The expected output is exactly the lines below, starting at the line with "progress is still" and ending at the line with "if let Err(e) = self.store.set(keys::NOTES, text)", both included; no other line belongs in it.

* EXTRACTED RECORDS *
-- Opening Marker --
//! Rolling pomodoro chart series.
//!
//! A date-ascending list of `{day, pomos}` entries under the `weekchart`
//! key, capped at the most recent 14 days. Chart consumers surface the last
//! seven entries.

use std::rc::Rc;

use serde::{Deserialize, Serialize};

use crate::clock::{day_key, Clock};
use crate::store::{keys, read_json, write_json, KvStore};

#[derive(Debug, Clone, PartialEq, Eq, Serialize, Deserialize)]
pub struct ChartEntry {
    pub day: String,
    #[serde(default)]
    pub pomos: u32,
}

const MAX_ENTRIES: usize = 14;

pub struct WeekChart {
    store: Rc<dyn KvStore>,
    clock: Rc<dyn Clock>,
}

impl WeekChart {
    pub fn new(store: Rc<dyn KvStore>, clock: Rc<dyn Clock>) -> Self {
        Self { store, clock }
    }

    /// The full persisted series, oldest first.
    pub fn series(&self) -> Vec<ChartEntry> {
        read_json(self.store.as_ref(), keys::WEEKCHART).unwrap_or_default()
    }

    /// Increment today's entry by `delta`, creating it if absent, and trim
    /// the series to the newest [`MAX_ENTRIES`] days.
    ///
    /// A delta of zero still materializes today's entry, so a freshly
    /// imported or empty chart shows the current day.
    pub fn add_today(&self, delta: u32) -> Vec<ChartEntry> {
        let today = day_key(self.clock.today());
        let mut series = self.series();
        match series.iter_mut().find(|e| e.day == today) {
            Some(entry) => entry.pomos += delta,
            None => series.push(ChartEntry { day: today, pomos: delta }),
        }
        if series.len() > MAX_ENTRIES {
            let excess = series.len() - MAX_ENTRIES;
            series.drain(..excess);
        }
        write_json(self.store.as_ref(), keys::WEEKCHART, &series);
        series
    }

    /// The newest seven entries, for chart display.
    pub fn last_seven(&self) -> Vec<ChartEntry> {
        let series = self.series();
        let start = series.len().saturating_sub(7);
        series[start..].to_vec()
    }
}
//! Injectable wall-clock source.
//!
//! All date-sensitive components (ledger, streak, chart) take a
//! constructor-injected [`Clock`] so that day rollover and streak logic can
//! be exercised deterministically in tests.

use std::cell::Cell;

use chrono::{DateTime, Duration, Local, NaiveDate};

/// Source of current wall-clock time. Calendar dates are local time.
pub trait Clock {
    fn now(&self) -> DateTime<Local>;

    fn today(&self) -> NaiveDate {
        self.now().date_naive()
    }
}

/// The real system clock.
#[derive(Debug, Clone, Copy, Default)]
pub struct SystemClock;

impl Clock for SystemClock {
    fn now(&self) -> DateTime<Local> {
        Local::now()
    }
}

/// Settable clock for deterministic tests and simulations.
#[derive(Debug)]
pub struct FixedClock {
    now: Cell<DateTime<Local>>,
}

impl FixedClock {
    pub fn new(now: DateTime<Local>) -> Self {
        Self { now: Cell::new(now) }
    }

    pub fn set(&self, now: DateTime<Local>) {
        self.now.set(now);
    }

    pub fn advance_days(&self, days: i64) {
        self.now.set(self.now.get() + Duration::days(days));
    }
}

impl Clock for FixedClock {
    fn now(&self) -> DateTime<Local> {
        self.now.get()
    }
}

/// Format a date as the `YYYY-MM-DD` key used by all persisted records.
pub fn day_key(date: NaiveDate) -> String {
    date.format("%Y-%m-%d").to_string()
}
-- Closing Marker --
-- Opening Marker --
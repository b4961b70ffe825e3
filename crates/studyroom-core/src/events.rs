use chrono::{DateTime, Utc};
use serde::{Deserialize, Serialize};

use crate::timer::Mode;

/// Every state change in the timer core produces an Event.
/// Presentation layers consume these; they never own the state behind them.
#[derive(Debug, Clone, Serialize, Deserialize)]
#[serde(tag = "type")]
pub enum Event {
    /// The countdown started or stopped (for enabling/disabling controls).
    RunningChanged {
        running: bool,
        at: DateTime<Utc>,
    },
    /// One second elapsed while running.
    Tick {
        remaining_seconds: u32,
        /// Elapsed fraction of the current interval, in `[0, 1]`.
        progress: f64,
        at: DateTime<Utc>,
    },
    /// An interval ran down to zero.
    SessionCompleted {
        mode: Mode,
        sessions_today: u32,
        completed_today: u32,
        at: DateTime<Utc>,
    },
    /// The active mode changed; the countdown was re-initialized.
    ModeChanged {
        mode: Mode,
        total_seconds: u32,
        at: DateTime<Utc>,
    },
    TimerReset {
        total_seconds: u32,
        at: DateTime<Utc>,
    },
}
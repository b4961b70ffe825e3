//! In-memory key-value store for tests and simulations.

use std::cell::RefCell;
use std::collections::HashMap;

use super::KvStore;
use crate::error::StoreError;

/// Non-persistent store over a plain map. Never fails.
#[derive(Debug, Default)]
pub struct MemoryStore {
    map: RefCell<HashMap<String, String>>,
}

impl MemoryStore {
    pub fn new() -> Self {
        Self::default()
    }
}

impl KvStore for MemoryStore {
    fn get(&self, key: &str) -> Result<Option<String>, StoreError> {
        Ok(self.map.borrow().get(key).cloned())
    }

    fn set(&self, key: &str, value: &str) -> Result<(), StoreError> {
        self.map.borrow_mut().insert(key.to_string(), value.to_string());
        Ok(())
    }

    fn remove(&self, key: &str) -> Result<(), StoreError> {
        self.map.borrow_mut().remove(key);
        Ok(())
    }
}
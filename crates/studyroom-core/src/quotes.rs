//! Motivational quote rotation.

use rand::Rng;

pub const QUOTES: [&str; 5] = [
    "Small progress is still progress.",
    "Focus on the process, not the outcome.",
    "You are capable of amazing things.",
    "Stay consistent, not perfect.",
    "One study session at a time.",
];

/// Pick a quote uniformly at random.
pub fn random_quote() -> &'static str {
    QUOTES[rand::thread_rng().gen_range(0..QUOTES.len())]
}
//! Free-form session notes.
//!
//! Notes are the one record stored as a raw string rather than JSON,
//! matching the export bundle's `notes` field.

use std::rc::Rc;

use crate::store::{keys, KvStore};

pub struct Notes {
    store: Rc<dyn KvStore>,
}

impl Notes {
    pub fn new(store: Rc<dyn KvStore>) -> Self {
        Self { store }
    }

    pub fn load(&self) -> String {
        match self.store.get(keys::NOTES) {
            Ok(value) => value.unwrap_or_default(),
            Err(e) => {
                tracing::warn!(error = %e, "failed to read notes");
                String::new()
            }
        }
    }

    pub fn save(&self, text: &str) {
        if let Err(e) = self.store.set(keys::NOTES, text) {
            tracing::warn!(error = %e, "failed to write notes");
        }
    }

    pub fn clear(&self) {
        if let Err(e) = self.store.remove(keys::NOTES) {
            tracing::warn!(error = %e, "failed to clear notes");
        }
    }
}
-- Closing Marker --
* TASK RESULT *
    "Small progress is still progress.",
    "Focus on the process, not the outcome.",
    "You are capable of amazing things.",
    "Stay consistent, not perfect.",
    "One study session at a time.",
];

/// Pick a quote uniformly at random.
pub fn random_quote() -> &'static str {
    QUOTES[rand::thread_rng().gen_range(0..QUOTES.len())]
}
//! Free-form session notes.
//!
//! Notes are the one record stored as a raw string rather than JSON,
//! matching the export bundle's `notes` field.

use std::rc::Rc;

use crate::store::{keys, KvStore};

pub struct Notes {
    store: Rc<dyn KvStore>,
}

impl Notes {
    pub fn new(store: Rc<dyn KvStore>) -> Self {
        Self { store }
    }

    pub fn load(&self) -> String {
        match self.store.get(keys::NOTES) {
            Ok(value) => value.unwrap_or_default(),
            Err(e) => {
                tracing::warn!(error = %e, "failed to read notes");
                String::new()
            }
        }
    }

    pub fn save(&self, text: &str) {
        if let Err(e) = self.store.set(keys::NOTES, text) {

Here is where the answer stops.